7. (a) the standard error here would equal $10,000/square root of 400 = $500. This means the
margin of error would equal $1000. You could say that the average income in the population is
estimated to be $30,000 -- and we are 95 percent confident it is off by less than $1000. (b) false -a 95 percent confidence interval does not tell you the range where 95 percent of the data lies. It
tells you we are 95 percent confident the average of the population lies in that range.
Practice Exercises 5
2. a) yes. The standard error for the average weight would equal .42/square root of 36 = .07. That
means this sample is off by (14.8-15)/.07 = - 2.9, or almost three standard errors below what is
supposed to be. Since this is more than two standard errors, this is statistically significant. b) 576
boxes.
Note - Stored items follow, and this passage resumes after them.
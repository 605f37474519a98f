use super::*;
use crate::types::ErrorKey;

fn valid_fields() -> FormFields {
    FormFields {
        first_name: "Jo".to_string(),
        last_name: "Li".to_string(),
        email: "jo@test.com".to_string(),
        password: "Abcdef1!".to_string(),
        confirm_password: "Abcdef1!".to_string(),
        accept_terms: true,
    }
}

#[test]
fn valid_form_produces_empty_report() {
    let rules = ValidationRuleSet::default();
    let report = rules.validate(&valid_fields());
    assert!(report.is_empty(), "unexpected errors: {report:?}");
}

#[test]
fn names_with_inner_spaces_hyphens_and_apostrophes_are_valid() {
    let rules = ValidationRuleSet::default();
    let mut fields = valid_fields();
    fields.first_name = "  Mary-Jane ".to_string();
    fields.last_name = "O'Neil Smith".to_string();
    assert!(rules.validate(&fields).is_empty());
}

#[test]
fn every_password_shorter_than_eight_chars_is_reported() {
    let rules = ValidationRuleSet::default();
    let full = "Abcdef1!";
    for len in 0..8 {
        let mut fields = valid_fields();
        fields.password = full.chars().take(len).collect();
        fields.confirm_password = fields.password.clone();
        let report = rules.validate(&fields);
        assert!(
            report.contains(FormField::Password),
            "password of length {len} should be rejected"
        );
    }
}

#[test]
fn deny_listed_email_is_rejected_in_any_case() {
    let rules = ValidationRuleSet::default();
    for email in ["test@test.com", "TEST@Test.COM", "  Test@test.com "] {
        let mut fields = valid_fields();
        fields.email = email.to_string();
        let report = rules.validate(&fields);
        assert_eq!(
            report.message(FormField::Email),
            Some("This email address cannot be used"),
            "{email} should be denied"
        );
        assert_eq!(report.len(), 1);
    }
}

#[test]
fn deny_listed_email_is_reported_alongside_other_failures() {
    let rules = ValidationRuleSet::default();
    let fields = FormFields {
        email: "TEST@TEST.COM".to_string(),
        ..FormFields::default()
    };
    let report = rules.validate(&fields);
    assert!(report.contains(FormField::Email));
    assert!(report.contains(FormField::FirstName));
}

#[test]
fn malformed_email_reports_format() {
    let rules = ValidationRuleSet::default();
    for email in ["jo", "jo@test", "jo @test.com", "@test.com"] {
        let mut fields = valid_fields();
        fields.email = email.to_string();
        assert_eq!(
            rules.validate(&fields).message(FormField::Email),
            Some("Invalid email format"),
            "{email}"
        );
    }
}

#[test]
fn last_failing_password_rule_is_displayed_and_all_are_kept() {
    let rules = ValidationRuleSet::default();
    let mut fields = valid_fields();
    fields.password = "abcdefgh".to_string();
    fields.confirm_password = "abcdefgh".to_string();

    let report = rules.validate(&fields);
    assert_eq!(
        report.messages(FormField::Password),
        [
            "Password must contain an uppercase letter".to_string(),
            "Password must contain a number".to_string(),
            format!("Password must contain a symbol ({DEFAULT_PASSWORD_SYMBOLS})"),
        ]
    );
    assert_eq!(
        report.message(FormField::Password),
        Some(format!("Password must contain a symbol ({DEFAULT_PASSWORD_SYMBOLS})").as_str())
    );
}

#[test]
fn empty_field_reports_only_required_message() {
    let rules = ValidationRuleSet::default();
    let mut fields = valid_fields();
    fields.password = "   ".to_string();
    fields.first_name = String::new();

    let report = rules.validate(&fields);
    assert_eq!(
        report.messages(FormField::Password),
        ["Password is required".to_string()]
    );
    assert_eq!(
        report.messages(FormField::FirstName),
        ["First name is required".to_string()]
    );
}

#[test]
fn mismatched_confirmation_is_reported() {
    let rules = ValidationRuleSet::default();
    let mut fields = valid_fields();
    fields.confirm_password = "Abcdef1?".to_string();

    let report = rules.validate(&fields);
    assert_eq!(report.len(), 1);
    assert_eq!(
        report.message(FormField::ConfirmPassword),
        Some("Passwords do not match")
    );
}

#[test]
fn confirmation_compares_bytes_exactly() {
    let rules = ValidationRuleSet::default();
    let mut fields = valid_fields();
    fields.confirm_password = "Abcdef1! ".to_string();
    assert!(rules.validate(&fields).contains(FormField::ConfirmPassword));
}

#[test]
fn terms_must_be_accepted() {
    let rules = ValidationRuleSet::default();
    let mut fields = valid_fields();
    fields.accept_terms = false;
    assert_eq!(
        rules.validate(&fields).message(FormField::AcceptTerms),
        Some("You must accept the terms and conditions")
    );
}

#[test]
fn names_are_checked_for_length_and_characters() {
    let rules = ValidationRuleSet::default();
    let mut fields = valid_fields();
    fields.first_name = "J".to_string();
    fields.last_name = "L1".to_string();

    let report = rules.validate(&fields);
    assert_eq!(
        report.message(FormField::FirstName),
        Some("First name must be at least 2 characters")
    );
    assert_eq!(
        report.message(FormField::LastName),
        Some("Last name may only contain letters, spaces, hyphens and apostrophes")
    );
}

#[test]
fn every_field_is_checked_independently() {
    let rules = ValidationRuleSet::default();
    let report = rules.validate(&FormFields::default());
    let keys: Vec<ErrorKey> = report.keys().collect();
    assert_eq!(
        keys,
        FormField::ALL.into_iter().map(ErrorKey::from).collect::<Vec<_>>()
    );
    assert!(!report.contains(ErrorKey::General));
}

#[test]
fn validation_is_deterministic() {
    let rules = ValidationRuleSet::default();
    let mut fields = valid_fields();
    fields.email = "nope".to_string();
    assert_eq!(rules.validate(&fields), rules.validate(&fields));
}

#[test]
fn policy_loads_from_toml_with_defaults() {
    let policy: ValidationPolicy = toml::from_str(
        r#"
        password_min_chars = 12
        email_deny_list = ["Blocked@Example.com"]
        "#,
    )
    .expect("policy");
    assert_eq!(policy.name_min_chars, 2);
    assert_eq!(policy.password_symbols, DEFAULT_PASSWORD_SYMBOLS);

    let rules = ValidationRuleSet::new(&policy);
    let mut fields = valid_fields();
    let report = rules.validate(&fields);
    assert_eq!(
        report.message(FormField::Password),
        Some("Password must be at least 12 characters")
    );

    fields.password = "Abcdefghij1!".to_string();
    fields.confirm_password = fields.password.clone();
    fields.email = "blocked@example.com".to_string();
    let report = rules.validate(&fields);
    assert_eq!(report.keys().collect::<Vec<_>>(), [ErrorKey::Field(FormField::Email)]);
}

#[test]
fn rules_are_grouped_per_field_in_order() {
    let rules = ValidationRuleSet::default();
    let password_rules: Vec<&Rule> = rules.rules_for(FormField::Password).collect();
    assert_eq!(password_rules.len(), 6);
    assert!(matches!(password_rules[0].check, RuleCheck::Required));
    assert!(matches!(password_rules[1].check, RuleCheck::MinChars(8)));
}

#[test]
fn sign_in_requires_email_and_password() {
    let report = validate_sign_in("  ", "");
    assert_eq!(report.message(FormField::Email), Some("Please enter your email"));
    assert_eq!(
        report.message(FormField::Password),
        Some("Please enter your password")
    );
}

#[test]
fn sign_in_rejects_short_password() {
    let report = validate_sign_in("jo@test.com", "abc");
    assert!(!report.contains(FormField::Email));
    assert_eq!(
        report.message(FormField::Password),
        Some("Password must be at least 6 characters")
    );
    assert!(validate_sign_in("jo@test.com", "abcdef").is_empty());
}
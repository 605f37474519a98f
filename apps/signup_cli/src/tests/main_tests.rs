use super::*;
use std::io::Write;

#[test]
fn missing_policy_path_uses_defaults() {
    let policy = load_policy(None).expect("policy");
    assert_eq!(policy, ValidationPolicy::default());
}

#[test]
fn policy_file_overrides_only_given_keys() {
    let mut file = tempfile::NamedTempFile::new().expect("tempfile");
    writeln!(
        file,
        "password_min_chars = 12\nemail_deny_list = [\"blocked@example.com\"]"
    )
    .expect("write");

    let policy = load_policy(Some(file.path())).expect("policy");
    assert_eq!(policy.password_min_chars, 12);
    assert_eq!(policy.email_deny_list, vec!["blocked@example.com"]);
    assert_eq!(policy.name_min_chars, ValidationPolicy::default().name_min_chars);
}

#[test]
fn unreadable_policy_is_an_error() {
    let dir = tempfile::tempdir().expect("tempdir");
    assert!(load_policy(Some(dir.path().join("absent.toml").as_path())).is_err());
}

#[test]
fn report_lines_name_the_field() {
    let mut report = ErrorReport::new();
    report.push(FormField::Email, "Invalid email format");
    report.push(FormField::Password, "Password is required");

    let lines = render_report(&report);
    assert!(lines.contains(&"email: Invalid email format".to_string()));
    assert!(lines.contains(&"password: Password is required".to_string()));
}

#[test]
fn cli_parses_sign_up_flags() {
    let args = Args::try_parse_from([
        "signup_cli",
        "--server-url",
        "http://localhost:4000/",
        "sign-up",
        "--first-name",
        "Jo",
        "--last-name",
        "Li",
        "--email",
        "jo@example.com",
        "--password",
        "Abcdef1!",
        "--accept-terms",
    ])
    .expect("parse");

    assert_eq!(args.server_url.as_str(), "http://localhost:4000/");
    match args.command {
        Command::SignUp {
            accept_terms,
            confirm_password,
            timeout_secs,
            ..
        } => {
            assert!(accept_terms);
            assert!(confirm_password.is_none());
            assert_eq!(timeout_secs, 10);
        }
        Command::SignIn { .. } => panic!("expected sign-up"),
    }
}

#[test]
fn cli_rejects_malformed_server_url() {
    let parsed = Args::try_parse_from([
        "signup_cli",
        "--server-url",
        "not a url",
        "sign-in",
        "--email",
        "jo@example.com",
        "--password",
        "secret1",
    ]);
    assert!(parsed.is_err());
}
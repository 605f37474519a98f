use anyhow::{anyhow, bail, Context, Result};
use async_trait::async_trait;
use lazy_static::lazy_static;
use regex::Regex;
use serde::Deserialize;
use serde_json::json;
use shared::domain::ProductInfo;

lazy_static! {
    static ref ASIN_PATTERN: Regex = Regex::new(r"/([A-Z0-9]{10})(?:[/?]|$)").unwrap();
}

const PRODUCT_QUERY: &str = r#"
query amazonProduct($asin: String!) {
  amazonProduct(input: { asin: $asin }) {
    title
    mainImageUrl
    rating
    price {
      display
    }
  }
}
"#;

/// Pulls the ten character product identifier out of an Amazon product link.
pub fn extract_asin(link: &str) -> Option<&str> {
    ASIN_PATTERN
        .captures(link)
        .and_then(|caps| caps.get(1))
        .map(|m| m.as_str())
}

#[async_trait]
pub trait ProductCatalog: Send + Sync {
    async fn lookup(&self, asin: &str) -> Result<ProductInfo>;
}

/// Used when no Canopy API key is configured.
pub struct MissingProductCatalog;

#[async_trait]
impl ProductCatalog for MissingProductCatalog {
    async fn lookup(&self, _asin: &str) -> Result<ProductInfo> {
        Err(anyhow!("product catalog is not configured"))
    }
}

pub struct CanopyCatalog {
    http: reqwest::Client,
    api_url: String,
    api_key: String,
}

impl CanopyCatalog {
    pub fn new(api_url: impl Into<String>, api_key: impl Into<String>) -> Self {
        Self {
            http: reqwest::Client::new(),
            api_url: api_url.into(),
            api_key: api_key.into(),
        }
    }
}

#[derive(Debug, Deserialize)]
struct GraphQlResponse {
    data: Option<ProductData>,
    #[serde(default)]
    errors: Vec<GraphQlError>,
}

#[derive(Debug, Deserialize)]
struct GraphQlError {
    message: String,
}

#[derive(Debug, Deserialize)]
#[serde(rename_all = "camelCase")]
struct ProductData {
    amazon_product: Option<AmazonProduct>,
}

#[derive(Debug, Deserialize)]
#[serde(rename_all = "camelCase")]
struct AmazonProduct {
    title: String,
    main_image_url: String,
    rating: Option<f64>,
    price: Option<Price>,
}

#[derive(Debug, Deserialize)]
struct Price {
    display: Option<String>,
}

#[async_trait]
impl ProductCatalog for CanopyCatalog {
    async fn lookup(&self, asin: &str) -> Result<ProductInfo> {
        let response = self
            .http
            .post(&self.api_url)
            .header("API-KEY", &self.api_key)
            .json(&json!({
                "query": PRODUCT_QUERY,
                "variables": { "asin": asin },
            }))
            .send()
            .await
            .context("failed to reach product catalog")?;

        let status = response.status();
        if !status.is_success() {
            bail!("product catalog responded with status {status}");
        }

        let body: GraphQlResponse = response
            .json()
            .await
            .context("failed to decode product catalog response")?;

        if let Some(first) = body.errors.first() {
            bail!("product catalog error: {}", first.message);
        }

        let product = body
            .data
            .and_then(|data| data.amazon_product)
            .ok_or_else(|| anyhow!("product {asin} not found"))?;

        Ok(ProductInfo {
            name: product.title,
            image: product.main_image_url,
            rating: product.rating,
            price: product.price.and_then(|price| price.display),
        })
    }
}

#[cfg(test)]
#[path = "tests/product_info_tests.rs"]
mod tests;
//! Sign-up form validation and the submission state machine that drives an
//! account from user input to creation.
//!
//! The crate has no opinion about presentation. A front end feeds field edits
//! into a [`SubmissionController`], calls [`SubmissionController::on_submit`],
//! and renders the resulting [`ErrorReport`] or success signal. The two network
//! calls behind a submission are reached only through the [`ExistsCheck`] and
//! [`CreateRecord`] traits; [`transport::HttpSignupBackend`] implements both
//! against the HTTP API.

pub mod controller;
pub mod error;
pub mod transport;
pub mod types;
pub mod validation;

pub use controller::{
    CreateOutcome, CreateRecord, EmailCheck, ExistsCheck, NewAccount, SubmissionController,
    SubmissionEvent, SubmissionState, SubmitOutcome, DEFAULT_CALL_TIMEOUT,
};
pub use error::{CollaboratorError, ControllerError, FieldError};
pub use types::{ErrorKey, ErrorReport, FieldValue, FormField, FormFields};
pub use validation::{validate_sign_in, ValidationPolicy, ValidationRuleSet};
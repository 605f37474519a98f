use serde::{Deserialize, Serialize};

#[derive(Debug, Clone, Copy, PartialEq, Eq, Serialize, Deserialize)]
#[serde(rename_all = "snake_case")]
pub enum ErrorCode {
    Unauthorized,
    Validation,
    Conflict,
    Upstream,
    Internal,
}

/// Error body returned by every API route: `{"code": "...", "error": "..."}`.
#[derive(Debug, Clone, Serialize, Deserialize)]
pub struct ApiError {
    pub code: ErrorCode,
    #[serde(rename = "error")]
    pub message: String,
}

impl ApiError {
    pub fn new(code: ErrorCode, message: impl Into<String>) -> Self {
        Self {
            code,
            message: message.into(),
        }
    }
}

#[cfg(test)]
#[path = "tests/error_tests.rs"]
mod tests;
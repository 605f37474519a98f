//! HTTP implementation of the sign-up collaborators.

use async_trait::async_trait;
use reqwest::{Client, Response, StatusCode};
use shared::{
    error::ApiError,
    protocol::{
        check_user_route, create_user_route, sign_in_route, CheckUserRequest, CheckUserResponse,
        CreateUserRequest, CreateUserResponse, SignInRequest, SignInResponse,
    },
};
use tracing::debug;

use crate::{
    controller::{CreateOutcome, CreateRecord, EmailCheck, ExistsCheck, NewAccount},
    error::CollaboratorError,
};

/// Talks to the sign-up API of a running server. One value serves as both the
/// existence check and the create collaborator.
#[derive(Clone)]
pub struct HttpSignupBackend {
    http: Client,
    server_url: String,
}

impl HttpSignupBackend {
    pub fn new(server_url: impl Into<String>) -> Self {
        Self::with_client(Client::new(), server_url)
    }

    pub fn with_client(http: Client, server_url: impl Into<String>) -> Self {
        let server_url = server_url.into().trim_end_matches('/').to_string();
        Self { http, server_url }
    }

    fn endpoint(&self, route: &str) -> String {
        format!("{}{route}", self.server_url)
    }

    pub async fn sign_in(
        &self,
        email: &str,
        password: &str,
    ) -> Result<SignInResponse, CollaboratorError> {
        let response = self
            .http
            .post(self.endpoint(sign_in_route()))
            .json(&SignInRequest {
                email: email.trim().to_string(),
                password: password.to_string(),
            })
            .send()
            .await
            .map_err(transport)?;

        let status = response.status();
        if status.is_success() || status == StatusCode::UNAUTHORIZED {
            return response
                .json::<SignInResponse>()
                .await
                .map_err(|e| CollaboratorError::InvalidResponse(e.to_string()));
        }
        Err(server_error(response).await)
    }
}

#[async_trait]
impl ExistsCheck for HttpSignupBackend {
    async fn check_email(&self, email: &str) -> Result<EmailCheck, CollaboratorError> {
        let response = self
            .http
            .post(self.endpoint(check_user_route()))
            .json(&CheckUserRequest {
                email: email.to_string(),
            })
            .send()
            .await
            .map_err(transport)?;

        if !response.status().is_success() {
            return Err(server_error(response).await);
        }

        let body: CheckUserResponse = response
            .json()
            .await
            .map_err(|e| CollaboratorError::InvalidResponse(e.to_string()))?;
        debug!(email_exists = body.email_exists, "email existence check settled");
        Ok(EmailCheck {
            email_exists: body.email_exists,
        })
    }
}

#[async_trait]
impl CreateRecord for HttpSignupBackend {
    async fn create_record(
        &self,
        account: &NewAccount,
    ) -> Result<CreateOutcome, CollaboratorError> {
        let response = self
            .http
            .post(self.endpoint(create_user_route()))
            .json(&CreateUserRequest {
                first_name: account.first_name.clone(),
                last_name: account.last_name.clone(),
                email: account.email.clone(),
                password: account.password.clone(),
            })
            .send()
            .await
            .map_err(transport)?;

        let status = response.status();
        // The route answers rejections and server faults with the same
        // `{success, error}` body, so the body decides before the status does.
        match response.json::<CreateUserResponse>().await {
            Ok(body) if body.success => Ok(CreateOutcome::Created),
            Ok(body) => Ok(CreateOutcome::Rejected { error: body.error }),
            Err(err) if status.is_success() => {
                Err(CollaboratorError::InvalidResponse(err.to_string()))
            }
            Err(_) => Err(CollaboratorError::Server {
                status: status.as_u16(),
                message: default_status_message(status),
            }),
        }
    }
}

fn transport(err: reqwest::Error) -> CollaboratorError {
    CollaboratorError::Transport(err.to_string())
}

async fn server_error(response: Response) -> CollaboratorError {
    let status = response.status();
    let message = response
        .json::<ApiError>()
        .await
        .map(|body| body.message)
        .unwrap_or_else(|_| default_status_message(status));
    CollaboratorError::Server {
        status: status.as_u16(),
        message,
    }
}

fn default_status_message(status: StatusCode) -> String {
    format!("The server responded with status {}", status.as_u16())
}

#[cfg(test)]
#[path = "tests/transport_tests.rs"]
mod tests;
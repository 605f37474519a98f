use super::*;
use async_trait::async_trait;
use shared::domain::ProductInfo;

use crate::product_info::MissingProductCatalog;

struct FixedCatalog;

#[async_trait]
impl ProductCatalog for FixedCatalog {
    async fn lookup(&self, asin: &str) -> anyhow::Result<ProductInfo> {
        Ok(ProductInfo {
            name: format!("Product {asin}"),
            image: "https://img.example/p.jpg".into(),
            rating: Some(4.0),
            price: None,
        })
    }
}

async fn setup(catalog: Arc<dyn ProductCatalog>) -> ApiContext {
    let storage = Storage::new("sqlite::memory:").await.expect("db");
    ApiContext {
        storage,
        catalog,
        password_hash_cost: 4,
    }
}

fn signup(email: &str) -> CreateUserRequest {
    CreateUserRequest {
        first_name: "Jo".into(),
        last_name: "Li".into(),
        email: email.into(),
        password: "Abcdef1!".into(),
    }
}

#[tokio::test]
async fn create_user_requires_every_field() {
    let ctx = setup(Arc::new(MissingProductCatalog)).await;
    let mut req = signup("jo@test.com");
    req.last_name = "   ".into();

    let err = create_user(&ctx, req).await.expect_err("missing field");
    assert_eq!(err.code, ErrorCode::Validation);
    assert_eq!(err.message, "All fields are required");
}

#[tokio::test]
async fn create_user_hashes_password_and_rejects_duplicates() {
    let ctx = setup(Arc::new(MissingProductCatalog)).await;

    let user = create_user(&ctx, signup("jo@test.com"))
        .await
        .expect("create");
    assert_eq!(user.email, "jo@test.com");
    assert!(check_user(&ctx, "jo@test.com").await.expect("check"));

    let stored = ctx
        .storage
        .find_user_by_email("jo@test.com")
        .await
        .expect("lookup")
        .expect("stored");
    assert_ne!(stored.password_hash, "Abcdef1!");
    assert!(bcrypt::verify("Abcdef1!", &stored.password_hash).expect("verify"));

    let err = create_user(&ctx, signup("JO@test.com"))
        .await
        .expect_err("duplicate");
    assert_eq!(err.code, ErrorCode::Conflict);
    assert_eq!(err.message, EMAIL_IN_USE);
}

#[tokio::test]
async fn sign_in_checks_password() {
    let ctx = setup(Arc::new(MissingProductCatalog)).await;
    create_user(&ctx, signup("jo@test.com"))
        .await
        .expect("create");

    let user = sign_in(
        &ctx,
        SignInRequest {
            email: "jo@test.com".into(),
            password: "Abcdef1!".into(),
        },
    )
    .await
    .expect("sign in");
    assert_eq!(user.first_name, "Jo");

    for (email, password) in [
        ("jo@test.com", "wrong-pass"),
        ("nobody@test.com", "Abcdef1!"),
        ("", ""),
    ] {
        let err = sign_in(
            &ctx,
            SignInRequest {
                email: email.into(),
                password: password.into(),
            },
        )
        .await
        .expect_err("rejected");
        assert_eq!(err.code, ErrorCode::Unauthorized);
        assert_eq!(err.message, INVALID_CREDENTIALS);
    }
}

#[tokio::test]
async fn records_require_name_and_description() {
    let ctx = setup(Arc::new(MissingProductCatalog)).await;

    let err = insert_record(
        &ctx,
        InsertRecordRequest {
            name: "lamp".into(),
            description: String::new(),
        },
    )
    .await
    .expect_err("missing description");
    assert_eq!(err.message, "Missing required fields");

    insert_record(
        &ctx,
        InsertRecordRequest {
            name: "lamp".into(),
            description: "desk lamp".into(),
        },
    )
    .await
    .expect("insert");
    let records = list_records(&ctx).await.expect("list");
    assert_eq!(records.len(), 1);
    assert_eq!(records[0].name, "lamp");
}

#[tokio::test]
async fn record_insert_fault_reports_insert_failure() {
    let ctx = setup(Arc::new(MissingProductCatalog)).await;
    ctx.storage.close().await;

    let err = insert_record(
        &ctx,
        InsertRecordRequest {
            name: "lamp".into(),
            description: "desk lamp".into(),
        },
    )
    .await
    .expect_err("closed pool");
    assert_eq!(err.code, ErrorCode::Internal);
    assert_eq!(err.message, INSERT_FAILED);
}

#[tokio::test]
async fn product_info_validates_link_before_lookup() {
    let ctx = setup(Arc::new(FixedCatalog)).await;

    let err = product_info(&ctx, "  ").await.expect_err("empty");
    assert_eq!(err.message, "Product link is required");

    let err = product_info(&ctx, "https://www.amazon.com/")
        .await
        .expect_err("no asin");
    assert_eq!(err.message, "Invalid Amazon link");

    let product = product_info(&ctx, "https://www.amazon.com/dp/B000000001")
        .await
        .expect("lookup");
    assert_eq!(product.name, "Product B000000001");
}

#[tokio::test]
async fn product_info_upstream_failure_is_generic() {
    let ctx = setup(Arc::new(MissingProductCatalog)).await;
    let err = product_info(&ctx, "https://www.amazon.com/dp/B000000001")
        .await
        .expect_err("unconfigured");
    assert_eq!(err.code, ErrorCode::Upstream);
    assert_eq!(err.message, "Failed to fetch product data");
}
Currently the standard error equals .07, and thus the margin of error is about .14. In order
to cut the margin of error down to .035 this means we want to cut it down by a factor of .14/.0 35
= 4. And in order to cut the margin of error down by a factor of 4 we need to multiply the sample
size by 4 squared, which equals 16. To this means we need a sample 16 times larger, which
means we must sample 36* 16 = 576 boxes.
4. If they repeated the study and gave placebo to both the treatment and control groups,
there would be a 0.4 chance of seeing at least as much difference between the two groups
in terms of the number of people having the side effect.
16. The main issue in this problem is statistical significance versus practical significance. The
sample size is very large, so SE = SD/square root of 10000 will be small (equal to 0.5). As a
result, even a small decrease of 2 in the average will be statistically significant ( z = - 4). For a
process that has a SD of 50, a decrease of 2 in the average is not practically significant.